小黑狼气塞胸臆,照猪头就是一脚,踢得小猪骨碌碌滚下秸秆堆。
小猪脚爪和肚皮并用,又爬过来。
“就是很软嘛,不信你自己摸。是吧?像我妈妈的奶头一样。”
小黑狼愤怒得每根毛都在哆嗦。
“这、是、你、逼、我、的。”
他啊呜一口咬住小猪脑袋。
“安心上路吧,我会把你吃到只剩骨头的。”小黑狼默念。
我撕我啃我吞!
这瞬间,时间仿佛被杀气凝固了。
有片火红的枫叶打着转飘下来,盖在小黑狼眼睛上,遮住了一滴即将涌出的泪水。
“呜呜呜呜……嘴好疼……”
小黑狼气呼呼拔下牙齿。
“为什么你皮这么硬!”
“我是野猪嘛。”小猪自豪地追尾巴转圈。
“为什么我嘴会流血!”
“你撞到我的獠牙了。”小猪踮脚看看,“伤口不深,我给你舔舔吧,我特别会舔。”
“滚你的,臭口水!”
小黑狼抽着冷气、步履蹒跚,往金宝家走去。似血的晚霞很苍凉地罩在他头上。
“明天还来玩不?我这有好吃的红薯哦。”小猪扯着小喉咙,在他背后使劲叫唤。
小黑狼晃晃悠悠走回镇上,远远闻见金宝家飘来肉香。
数量如此之多、质量又如此之好的肉,来这后他还是第一次遇上。
小黑狼撒腿快跑。
他记得臭小娘家一向很冷清的,今天却像来了千军万马。
厨房里白汽升腾,好像天上的小云朵都挤到这里了。
大块头系着金宝爹平常使的蓝布围腰,忙得团团转,锅碗瓢盆一块响。
武金宝从卧房跑出来,看见小黑狼,“咦”了一声。
“你平时不是不回来吃午饭的么?”
小黑狼嘴疼,只斜了她一眼。
“耶?你受伤了?”
武金宝掰着他脑袋使劲看。
“走,让阿爹给你瞧瞧。”
金宝爹还没起,盖着被子蜷在炕角,被子上还有斗篷,整个儿包得像蚕蛹。
小黑狼过去闻闻,被子里有股奇怪的味道,腥腥的。可看金宝爹的样子,又不像是在躲着吃肉。

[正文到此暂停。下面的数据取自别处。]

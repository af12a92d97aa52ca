//! Field allow-lists for a query type.
//!
//! `only` and `exclude` entries are field names, optionally scoped to one
//! capability with a case-insensitive prefix: `filter:age`, `sort:name`,
//! `order:name` (same as `sort:`), `search:email`. Unscoped entries and
//! entries with an unrecognized prefix apply to every capability.

use std::collections::BTreeSet;

use serde::{Deserialize, Serialize};

use crate::error::Capability;

/// A named, configured view over one entity.
#[derive(Debug, Clone, Default, PartialEq, Eq, Serialize, Deserialize)]
pub struct QueryType {
    #[serde(default)]
    pub name: String,
    pub entity: String,
    #[serde(default)]
    pub only: Vec<String>,
    #[serde(default)]
    pub exclude: Vec<String>,
}

impl QueryType {
    pub fn new(name: &str, entity: &str) -> Self {
        Self {
            name: name.into(),
            entity: entity.into(),
            only: vec![],
            exclude: vec![],
        }
    }

    pub fn only<I, S>(mut self, fields: I) -> Self
    where
        I: IntoIterator<Item = S>,
        S: Into<String>,
    {
        self.only.extend(fields.into_iter().map(Into::into));
        self
    }

    pub fn exclude<I, S>(mut self, fields: I) -> Self
    where
        I: IntoIterator<Item = S>,
        S: Into<String>,
    {
        self.exclude.extend(fields.into_iter().map(Into::into));
        self
    }
}

/// `only`/`exclude` entries split by scope.
#[derive(Debug, Clone, Default, PartialEq, Eq)]
pub(crate) struct ScopedList {
    pub global: BTreeSet<String>,
    pub filter: BTreeSet<String>,
    pub sort: BTreeSet<String>,
    pub search: BTreeSet<String>,
}

impl ScopedList {
    pub fn parse<S: AsRef<str>>(items: &[S]) -> Self {
        let mut list = ScopedList::default();
        for raw in items {
            let entry = raw.as_ref().trim();
            if entry.is_empty() {
                continue;
            }
            let scoped = entry.split_once(':').and_then(|(prefix, name)| {
                let name = name.trim();
                if name.is_empty() {
                    return None;
                }
                let capability = match prefix.trim().to_ascii_lowercase().as_str() {
                    "filter" => Capability::Filter,
                    "sort" | "order" => Capability::Sort,
                    "search" => Capability::Search,
                    _ => return None,
                };
                Some((capability, name))
            });
            match scoped {
                Some((capability, name)) => {
                    list.scope_mut(capability).insert(name.to_string());
                }
                None => {
                    list.global.insert(entry.to_string());
                }
            }
        }
        list
    }

    pub fn scope(&self, capability: Capability) -> &BTreeSet<String> {
        match capability {
            Capability::Filter => &self.filter,
            Capability::Sort => &self.sort,
            Capability::Search => &self.search,
        }
    }

    fn scope_mut(&mut self, capability: Capability) -> &mut BTreeSet<String> {
        match capability {
            Capability::Filter => &mut self.filter,
            Capability::Sort => &mut self.sort,
            Capability::Search => &mut self.search,
        }
    }
}

/// Intersect with `only` when non-empty, then remove `exclude`.
pub(crate) fn apply(
    base: &BTreeSet<String>,
    only: &BTreeSet<String>,
    exclude: &BTreeSet<String>,
) -> BTreeSet<String> {
    base.iter()
        .filter(|name| only.is_empty() || only.contains(*name))
        .filter(|name| !exclude.contains(*name))
        .cloned()
        .collect()
}

/// Per-capability field sets for one entity.
#[derive(Debug, Clone, PartialEq, Eq)]
pub(crate) struct FieldPolicy {
    pub base: BTreeSet<String>,
    pub filter: BTreeSet<String>,
    pub sort: BTreeSet<String>,
    pub search: BTreeSet<String>,
    pub search_scoped: bool,
}

impl FieldPolicy {
    pub fn new(all_fields: BTreeSet<String>, query_type: &QueryType) -> Self {
        let only = ScopedList::parse(&query_type.only);
        let exclude = ScopedList::parse(&query_type.exclude);

        let base = apply(&all_fields, &only.global, &exclude.global);
        let per = |capability| apply(&base, only.scope(capability), exclude.scope(capability));

        Self {
            filter: per(Capability::Filter),
            sort: per(Capability::Sort),
            search: per(Capability::Search),
            search_scoped: !only.search.is_empty() || !exclude.search.is_empty(),
            base,
        }
    }

    pub fn allows(&self, capability: Capability, name: &str) -> bool {
        match capability {
            Capability::Filter => self.filter.contains(name),
            Capability::Sort => self.sort.contains(name),
            Capability::Search => self.search.contains(name),
        }
    }
}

金宝爹费力地睁开眼,给小黑狼看过伤,又叫伸舌头出来瞅瞅。
“这是牙印,好在不是毒虫。拿火酒擦擦,再上点药。”
“诶!”金宝凑上来,跟阿爹额角贴额角。
“阿爹阿爹,你好热,脸也好红。”
“阿爹不小心吹了点风,睡一觉就没事了。屋檐下晒得有豆角,囡囡拿去给二爹,叫二爹给你做干豆角炒肉吃,好不好?”
“好!”
武金宝抱起小黑狼,蹦蹦跳跳出去了。
小黑狼眯起眼沉思。
老妖怪脖子上也有好大一溜牙印!难道说——
他也跑去打野猪了?咋就没闻见呢?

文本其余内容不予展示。